ODGJ jika sudah membaik maka dapat diterima dimasyarakat.

c. Ditemukan pada saat wawancara dengan pihak puskesmas terdapat orang

dengan gangguan jiwa sebanyak 116 orang dan untuk penyediaan program

keswa dan penatalaksanaan dipuskesmas belum ada.
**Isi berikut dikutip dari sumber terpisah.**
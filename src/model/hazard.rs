/// FEMA hazard, community and census records nested under `result`.

use serde::{Deserialize, Serialize};

use super::de::lenient_f64;

/// Flood Insurance Rate Map (FIRM) panel covering the location.
#[derive(Debug, Clone, Default, PartialEq, Serialize, Deserialize)]
pub struct FloodFirmPan {
    #[serde(default)]
    pub suffix: Option<String>,
    /// Reason the panel is not printed; `None` for printed panels.
    #[serde(default)]
    pub pnp_reason: Option<String>,
    #[serde(default)]
    pub firm_pan: Option<String>,
    /// Date the panel became effective for flood insurance.
    #[serde(default)]
    pub eff_date: Option<String>,
    #[serde(default)]
    pub firm_id: Option<String>,
    /// DFIRM identifier of the digital version of the panel.
    #[serde(default)]
    pub dfirm_id: Option<String>,
    /// State FIPS code.
    #[serde(default)]
    pub st_fips: Option<String>,
    /// e.g. "Countywide, Panel Printed".
    #[serde(default)]
    pub panel_typ: Option<String>,
    #[serde(default)]
    pub panel: Option<String>,
}

/// Flood hazard area the location falls in.
#[derive(Debug, Clone, Default, PartialEq, Serialize, Deserialize)]
pub struct FloodFieldHazard {
    #[serde(default)]
    pub fld_ar_id: Option<String>,
    #[serde(default)]
    pub version_id: Option<String>,
    /// Special Flood Hazard Area flag, "T" or "F".
    #[serde(default)]
    pub sfha_tf: Option<String>,
    #[serde(default)]
    pub zone_subty: Option<String>,
    #[serde(default)]
    pub source_cit: Option<String>,
    /// Zone designation such as "AE" or "VE". See `flood_zone_explanation`.
    #[serde(default)]
    pub fld_zone: Option<String>,
    #[serde(default)]
    pub dfirm_id: Option<String>,
}

impl FloodFieldHazard {
    /// True when the area is flagged as a Special Flood Hazard Area.
    pub fn is_sfha(&self) -> bool {
        self.sfha_tf.as_deref() == Some("T")
    }
}

/// Political area (community) record from the flood map.
#[derive(Debug, Clone, Default, PartialEq, Serialize, Deserialize)]
pub struct FloodPolAr {
    #[serde(default)]
    pub comm_no: Option<String>,
    #[serde(default)]
    pub pol_name1: Option<String>,
    /// County FIPS code.
    #[serde(default)]
    pub co_fips: Option<String>,
    #[serde(default)]
    pub cid: Option<String>,
    #[serde(default)]
    pub com_nfo_id: Option<String>,
    #[serde(default)]
    pub pol_ar_id: Option<String>,
}

/// Letter of Map Amendment record.
#[derive(Debug, Clone, Default, PartialEq, Serialize, Deserialize)]
pub struct Loma {
    #[serde(default)]
    pub casenumber: Option<String>,
    #[serde(default)]
    pub cid: Option<String>,
    #[serde(default)]
    pub communityn: Option<String>,
    #[serde(default)]
    pub dateended: Option<String>,
    /// Determination letter type.
    #[serde(default)]
    pub determinat: Option<String>,
    #[serde(default)]
    pub lat: Option<String>,
    #[serde(default)]
    pub lon: Option<String>,
    /// Distance from the queried location.
    #[serde(default, deserialize_with = "lenient_f64")]
    pub miles: Option<f64>,
    #[serde(default)]
    pub pdfhyperli: Option<String>,
    #[serde(default)]
    pub pdflink: Option<String>,
    #[serde(default)]
    pub projectcat: Option<String>,
    #[serde(rename = "projectnam", default)]
    pub project_name: Option<String>,
    #[serde(default)]
    pub status: Option<String>,
}

/// Community participation in the National Flood Insurance Program.
///
/// Dates are returned as unformatted text. `curreff` may carry markers such
/// as `(>)` for future dates, `(M)` no elevation determined, `(S)` suspended,
/// `(E)` emergency program entry.
#[derive(Debug, Clone, Default, PartialEq, Serialize, Deserialize)]
pub struct Community {
    #[serde(default)]
    pub firm: Option<String>,
    #[serde(default)]
    pub regemer_sanction: Option<String>,
    #[serde(default)]
    pub tribal: Option<String>,
    #[serde(default)]
    pub notes: Option<String>,
    #[serde(default)]
    pub comm_name: Option<String>,
    #[serde(default)]
    pub comm_part: Option<bool>,
    #[serde(default)]
    pub fhbm: Option<String>,
    #[serde(default)]
    pub curreff: Option<String>,
}

#[derive(Debug, Clone, Default, PartialEq, Serialize, Deserialize)]
pub struct CensusBureau {
    #[serde(default)]
    pub census_block: Option<String>,
    #[serde(default)]
    pub cbsa: Option<Cbsa>,
    #[serde(default)]
    pub metdiv: Option<MetDiv>,
}

/// Core-Based Statistical Area.
#[derive(Debug, Clone, Default, PartialEq, Serialize, Deserialize)]
pub struct Cbsa {
    #[serde(default)]
    pub cbsafp: Option<String>,
    #[serde(default)]
    pub name: Option<String>,
}

/// Metropolitan division.
#[derive(Debug, Clone, Default, PartialEq, Serialize, Deserialize)]
pub struct MetDiv {
    #[serde(default)]
    pub metdivfp: Option<String>,
    #[serde(default)]
    pub name: Option<String>,
}

#[cfg(test)]
mod tests {
    use super::*;

    #[test]
    fn test_sfha_flag() {
        let hazard = FloodFieldHazard {
            sfha_tf: Some("T".to_string()),
            ..Default::default()
        };
        assert!(hazard.is_sfha());
        assert!(!FloodFieldHazard::default().is_sfha(), "missing flag is not SFHA");
    }

    #[test]
    fn test_census_bureau_with_nulled_cbsa() {
        let census: CensusBureau =
            serde_json::from_str(r#"{"census_block":"120990032001","cbsa":null}"#).unwrap();
        assert_eq!(census.census_block.as_deref(), Some("120990032001"));
        assert!(census.cbsa.is_none());
    }
}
d. Belum diketahuinya faktor-faktor yang meempengaruhi stigma negatif

terhadap orang dengan gangguan jiwa diKelurahan 23 ilir Kecamatan Bukit

Kecil Palembang.
8

1.3 Pertanyaan penelitian

Berdasarkan masalah tersebut maka timbul suatu pertanyaan yaitu : Apakah

ada Faktor-faktor yang mempengaruhi Stigma Negatif Terhadap odgj di Kelurahan

23 ilir Kecamatan Bukit kecil Palembang.

1.4 Tujuan penelitian

1.4.1 Tujuan Umum

Untuk mengetahui Faktor-faktor yang mempengaruhi Stigma Negatif Terhadap

ODGJ di Kelurahan 23 ilir Kecamatan Bukit kecil Palembang Tahun 2019?

1.4.2 Tujuan Khusus

1.4.2.1 Untuk mengetahui faktor Eksternal : Kegilaan Adalah Aib, Mitos tentang

Gangguan jiwa, Kepercayaan masyarakat mengenai peran dukun, terhadap

faktor-faktor yang mempengaruhi stigma negatif terhadap orang dengan

gangguan jiwa di Kelurahan 23 ilir kecamatan Bukit kecil Palembang tahun

2019.

1.4.2.2 Untuk mengetahui Faktor internal : Pengetahuan keluarga, Dukungan

keluarga, perasaan malu, terhadap faktor-faktor yang mempengaruhi stigma

negatif terhadap orang dengan gangguan jiwa di Kelurahan 23 ilir kecamatan

Bukit kecil Palembang tahun 2019.

1.4.2.3 Untuk mengetahui Stigma Negatif terhadap orang dengan gangguan jiwa di

Kelurahan 23 ilir kecamatan Bukit kecil Palembang tahun 2019.


9

1.4.2.4 Untuk mengetahui faktor-faktor yang mempengaruhi Stigma Negatif terhadap

orang dengan gangguan jiwa di Kelurahan 23 ilir kecamatan Bukit kecil

Palembang tahun 2019.

1.5 Manfaat penelitian

1.5.1 Manfaat Bagi Masyarakat Kelurahan 23 ilir palembang

Hasil penelitian ini diharapkan dapat memberikan informasi dan pengetahuan

kepada masyarakat agar selalu memperhatikan penderita gangguan jiwa dan tidak

menganggap biasa saja. Dan dapat memberikan masukan kepada masyarakat dari

pihak puskesmas agar lebih paham tentang gangguan jiwa dan menanggapinya

dimasa akan datang.

1.5.2 Manfaat Bagi STIK Bina Husada palembang

Hasil penelitian ini akan menjadi tambahan sumber informasi baru bagi

mahasiswa di masa yang akan datang dan menambah daftar kepustakaan untuk

digunakan sebagai bahan dan sumber bacaan khususnya bagi mahasiswa

keperawatan.

1.5.3 Manfaat Bagi Peneliti

Penelitian ini bermanfaat bagi penulis untuk menerapkan ilmu yang telah di

dapat dari institusi pendidikan serta juga menambah wawasan dan pengetahuan dalam

penerapan ilmu yang dilakukan peneliti dalam mengetahui faktor-faktor yang

mempengaruhi Stigma Negatif terhadap orang dengan gangguan jiwa di Kelurahan

23 ilir kecamatan Bukit kecil Palembang tahun 2019.


10

1.6 Ruang Lingkup penelitian


Penelitian ini termasuk dalam lingkup kajian keperawatan jiwa. Penelitian ini

dilakukan untuk mengetahui faktor-faktor yang mempengaruhi Stigma Negatif

terhadap orang dengan gangguan jiwa di Kelurahan 23 ilir kecamatan Bukit kecil

Palembang tahun 2019, penelitian ini menggunakan metode penelitian analitik cross

sectional. Responden dalam penelitian ini adalah semua masyarakat di Kelurahan 23

ilir Kecamatan bukit kecil Palembang dengan jumlah sampel 89 responden dengan

teknik pengambilan sampel menggunakan purposive sampling, penelitian ini akan

dilaksanakan pada bulan maret sampai juni tahun 2019 di kelurahan 23 ilir kecamatan

Bukit kecil Palembang, pengumpulan data dengan menyebarkan kuesioner.